6. Conclusion

In the five jurisdictions examined in this report -- China, the EU, Japan, France and the Netherlands -- the level of development of sustainable finance taxonomies and definitions established under law varies. Some jurisdictions have a precise nomenclature of legally defined sustainable finance products, in some cases with incentives. In other jurisdictions, like in the EU, this may be part of future developments.

The EU taxonomy, which is still under development, is unique in at least three ways. First, it interlinks six environmental objectives based on the “Do No Significant Harm” principle. Second, it makes room for transition and enabling activities, with thresholds declining over time. Third, it includes some hard-to-abate manufacturing sectors such as cement, steel, aluminium and hydrogen, all in relation to the EU ETS mechanism for identifying the best environmental performers.

Keeping in mind the unique aspects of the EU Taxonomy, the sustainable finance taxonomies and definitions in scope are largely similar for renewable power generation and green buildings. In those sectors, international investors can find a common language in existing legal definitions across jurisdictions. In non-renewable power generation and transport, international investors will find that sectoral coverage is similar across jurisdictions, but criteria for inclusion differ. None of the considered frameworks proposes an exhaustive sectoral framework: several important sectors of the economy are missing, such as aviation, maritime transport, health or the agro-food business. Sustainable finance taxonomies serve, in part, to signal where investment is needed to achieve the goals of the Paris Agreement and the SDGs. Accordingly, taxonomies may expand to cover currently missing sectors, as they will require investment in coming years to reach sustainability objectives.

The EU Taxonomy has triggered interest in various jurisdictions to consider developing sustainable finance taxonomies, which can play a useful role in the architecture of a sustainable finance system. In particular, taxonomies can help avoid green washing, reduce market fragmentation, and accelerate the flow of investment to sustainable economic activities. Taxonomies can serve as a basis to develop incentives for channelling investments to desired objectives. They can also facilitate the monitoring of such flows.

In order to serve their purpose effectively, taxonomies need to be properly designed. Based on the examination of the five taxonomies in this report, key aspects have been identified for consideration by policy makers. A first set of considerations relates to the environmental and other objectives linked to taxonomies. Such objectives can range from climate to environmental, social and governance objectives. A taxonomy identifies activities that are already “green”, but can also identify activities in transition and even “brown” activities. It should use a system approach as a basis to inform the identification of eligible economic activities, and to take into account the different pathways that can lead to the desired longer-term environmental goal. It also should be able to adapt to innovation and technological development. A second set of considerations pertains to the usability of a taxonomy for its end users, issuers and investors. Ease of use is an important consideration for quick and efficient market uptake. Data availability and verification are key aspects, as well as proportionality.
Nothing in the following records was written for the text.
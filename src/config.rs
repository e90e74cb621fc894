//! Typed, layered configuration for the micropayment engine.
//!
//! Loaded from a config file (TOML/YAML/JSON, whatever the `config` crate's
//! providers support) layered with environment overrides, mirroring the
//! teacher's split between `Config::load`, `Config::load_from_file`, and
//! `Config::load_from_env` — except sourced from a layered file+env provider
//! instead of env-only, since this crate has no single owning deployment the
//! way a bridge operator does.

use std::fmt;
use std::path::Path;
use std::time::Duration;

use eyre::{eyre, Result};
use serde::Deserialize;

#[derive(Debug, Clone, Deserialize)]
pub struct Config {
    pub batcher: BatcherConfigSection,
    pub channel: ChannelConfigSection,
    pub dispatcher: DispatcherConfigSection,
    pub composer: ComposerConfigSection,
}

#[derive(Debug, Clone, Deserialize)]
pub struct BatcherConfigSection {
    #[serde(default = "default_min_batch_size")]
    pub min_batch_size: usize,
    #[serde(default = "default_max_batch_size")]
    pub max_batch_size: usize,
    #[serde(default = "default_min_batch_timeout_ms")]
    pub min_batch_timeout_ms: u64,
    #[serde(default = "default_max_batch_timeout_ms")]
    pub max_batch_timeout_ms: u64,
    #[serde(default = "default_high_load_events_per_sec")]
    pub high_load_events_per_sec: f64,
    #[serde(default = "default_low_load_events_per_sec")]
    pub low_load_events_per_sec: f64,
    #[serde(default = "default_target_latency_ms")]
    pub target_latency_ms: f64,
    #[serde(default = "default_max_queue_size")]
    pub max_queue_size: usize,
    #[serde(default = "default_max_batches_in_memory")]
    pub max_batches_in_memory: usize,
    #[serde(default = "default_tuning_interval_ms")]
    pub tuning_interval_ms: u64,
    #[serde(default)]
    pub aggressive_tuning: bool,
}

#[derive(Debug, Clone, Deserialize)]
pub struct ChannelConfigSection {
    #[serde(default = "default_standard_block_size")]
    pub standard_block_size: u64,
    #[serde(default = "default_standard_rate")]
    pub standard_rate: u64,
    #[serde(default)]
    pub min_payment_amount: u64,
    #[serde(default = "default_max_payment_amount")]
    pub max_payment_amount: u64,
    #[serde(default = "default_withdrawal_per_transaction")]
    pub withdrawal_per_transaction: u64,
    #[serde(default = "default_withdrawal_daily")]
    pub withdrawal_daily: u64,
    #[serde(default = "default_settlement_max_retries")]
    pub settlement_max_retries: u32,
    #[serde(default = "default_settlement_base_backoff_ms")]
    pub settlement_base_backoff_ms: u64,
}

#[derive(Clone, Deserialize)]
pub struct EndpointConfig {
    pub name: String,
    pub url: String,
    pub credential: String,
    pub priority: u32,
    #[serde(default = "default_endpoint_timeout_ms")]
    pub timeout_ms: u64,
    #[serde(default = "default_endpoint_max_retries")]
    pub max_retries: u32,
    #[serde(default = "default_true")]
    pub enabled: bool,
}

/// Redacts the endpoint credential so it never lands in a log line.
impl fmt::Debug for EndpointConfig {
    fn fmt(&self, f: &mut fmt::Formatter<'_>) -> fmt::Result {
        f.debug_struct("EndpointConfig")
            .field("name", &self.name)
            .field("url", &self.url)
            .field("credential", &"<redacted>")
            .field("priority", &self.priority)
            .field("timeout_ms", &self.timeout_ms)
            .field("max_retries", &self.max_retries)
            .field("enabled", &self.enabled)
            .finish()
    }
}

#[derive(Debug, Clone, Deserialize)]
pub struct DispatcherConfigSection {
    #[serde(default)]
    pub endpoints: Vec<EndpointConfig>,
    #[serde(default = "default_endpoint_timeout_ms")]
    pub default_timeout_ms: u64,
    #[serde(default = "default_max_concurrent_broadcasts")]
    pub max_concurrent_broadcasts: usize,
    #[serde(default = "default_dispatcher_batch_size")]
    pub batch_size: usize,
    #[serde(default = "default_retry_backoff_ms")]
    pub retry_backoff_ms: u64,
    #[serde(default = "default_circuit_breaker_threshold")]
    pub circuit_breaker_threshold: u32,
    #[serde(default = "default_circuit_breaker_reset_time_ms")]
    pub circuit_breaker_reset_time_ms: u64,
    #[serde(default = "default_rate_limit_per_second")]
    pub rate_limit_per_second: u32,
    #[serde(default = "default_max_queue_size")]
    pub max_queue_size: usize,
}

#[derive(Debug, Clone, Deserialize)]
pub struct ComposerConfigSection {
    #[serde(default = "default_fee_rate_sat_per_byte")]
    pub fee_rate_sat_per_byte: f64,
    #[serde(default = "default_network")]
    pub network: String,
}

fn default_min_batch_size() -> usize { 10 }
fn default_max_batch_size() -> usize { 500 }
fn default_min_batch_timeout_ms() -> u64 { 10 }
fn default_max_batch_timeout_ms() -> u64 { 5_000 }
fn default_high_load_events_per_sec() -> f64 { 1_000.0 }
fn default_low_load_events_per_sec() -> f64 { 50.0 }
fn default_target_latency_ms() -> f64 { 100.0 }
fn default_max_queue_size() -> usize { 1_000 }
fn default_max_batches_in_memory() -> usize { 100 }
fn default_tuning_interval_ms() -> u64 { 1_000 }
fn default_standard_block_size() -> u64 { 16_384 }
fn default_standard_rate() -> u64 { 100 }
fn default_max_payment_amount() -> u64 { 1_000_000 }
fn default_withdrawal_per_transaction() -> u64 { 10_000_000 }
fn default_withdrawal_daily() -> u64 { 100_000_000 }
fn default_settlement_max_retries() -> u32 { 3 }
fn default_settlement_base_backoff_ms() -> u64 { 500 }
fn default_endpoint_timeout_ms() -> u64 { 10_000 }
fn default_endpoint_max_retries() -> u32 { 3 }
fn default_true() -> bool { true }
fn default_max_concurrent_broadcasts() -> usize { 16 }
fn default_dispatcher_batch_size() -> usize { 50 }
fn default_retry_backoff_ms() -> u64 { 500 }
fn default_circuit_breaker_threshold() -> u32 { 5 }
fn default_circuit_breaker_reset_time_ms() -> u64 { 60_000 }
fn default_rate_limit_per_second() -> u32 { 100 }
fn default_fee_rate_sat_per_byte() -> f64 { 1.0 }
fn default_network() -> String { "bitcoin".to_string() }

impl Config {
    /// Load layered configuration: `config/default.{toml,yaml,json}` if
    /// present, then a `.env` file if present, then `ENGINE_`-prefixed
    /// environment overrides (double-underscore as the section separator,
    /// e.g. `ENGINE_BATCHER__MAX_BATCH_SIZE`).
    pub fn load() -> Result<Self> {
        if Path::new(".env").exists() {
            dotenvy::from_filename(".env").ok();
        }

        let builder = config::Config::builder()
            .add_source(config::File::with_name("config/default").required(false))
            .add_source(config::File::with_name("config/local").required(false))
            .add_source(
                config::Environment::with_prefix("ENGINE")
                    .separator("__")
                    .try_parsing(true),
            );

        let raw: config::Config = builder.build()?;
        let cfg: Config = raw
            .try_deserialize()
            .map_err(|e| eyre!("failed to parse configuration: {e}"))?;
        cfg.validate()?;
        Ok(cfg)
    }

    fn validate(&self) -> Result<()> {
        if self.batcher.min_batch_size == 0 {
            return Err(eyre!("batcher.min_batch_size must be nonzero"));
        }
        if self.batcher.min_batch_size > self.batcher.max_batch_size {
            return Err(eyre!(
                "batcher.min_batch_size ({}) cannot exceed max_batch_size ({})",
                self.batcher.min_batch_size,
                self.batcher.max_batch_size
            ));
        }
        if self.batcher.min_batch_timeout_ms > self.batcher.max_batch_timeout_ms {
            return Err(eyre!("batcher.min_batch_timeout_ms cannot exceed max_batch_timeout_ms"));
        }
        if self.batcher.low_load_events_per_sec >= self.batcher.high_load_events_per_sec {
            return Err(eyre!("batcher.low_load_events_per_sec must be below high_load_events_per_sec"));
        }
        if self.batcher.max_batches_in_memory == 0 {
            return Err(eyre!("batcher.max_batches_in_memory must be nonzero"));
        }

        if self.channel.standard_block_size == 0 {
            return Err(eyre!("channel.standard_block_size must be nonzero"));
        }
        if self.channel.min_payment_amount > self.channel.max_payment_amount {
            return Err(eyre!("channel.min_payment_amount cannot exceed max_payment_amount"));
        }
        if self.channel.withdrawal_per_transaction > self.channel.withdrawal_daily {
            return Err(eyre!(
                "channel.withdrawal_per_transaction ({}) cannot exceed withdrawal_daily ({})",
                self.channel.withdrawal_per_transaction,
                self.channel.withdrawal_daily
            ));
        }

        if self.dispatcher.circuit_breaker_threshold == 0 {
            return Err(eyre!("dispatcher.circuit_breaker_threshold must be nonzero"));
        }
        if self.dispatcher.max_concurrent_broadcasts == 0 {
            return Err(eyre!("dispatcher.max_concurrent_broadcasts must be nonzero"));
        }
        let mut seen = std::collections::HashSet::new();
        for endpoint in &self.dispatcher.endpoints {
            if !seen.insert(endpoint.name.clone()) {
                return Err(eyre!("duplicate dispatcher endpoint name: {}", endpoint.name));
            }
        }

        if !(0.0..=1_000.0).contains(&self.composer.fee_rate_sat_per_byte) {
            return Err(eyre!("composer.fee_rate_sat_per_byte out of sane range"));
        }

        Ok(())
    }
}

impl DispatcherConfigSection {
    pub fn default_timeout(&self) -> Duration {
        Duration::from_millis(self.default_timeout_ms)
    }

    pub fn circuit_breaker_reset_time(&self) -> Duration {
        Duration::from_millis(self.circuit_breaker_reset_time_ms)
    }
}

impl EndpointConfig {
    pub fn timeout(&self) -> Duration {
        Duration::from_millis(self.timeout_ms)
    }
}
While taxonomies may be designed initially to serve domestic or regional environmental objectives, they will be used by global corporate and financial actors, with activities and investment across various jurisdictions. To enhance international dialogue and cooperation on taxonomies, the EU has initiated a Platform, to which the OECD is an observer. Going forward, disseminating knowledge and guidance for best practice in taxonomy design can support countries in developing such taxonomies. It also can facilitate international cooperation by harmonising principles and approaches where feasible and desirable, while taking into account the specific contexts and transition trajectories as needed. These areas are proposed as a direction for future research.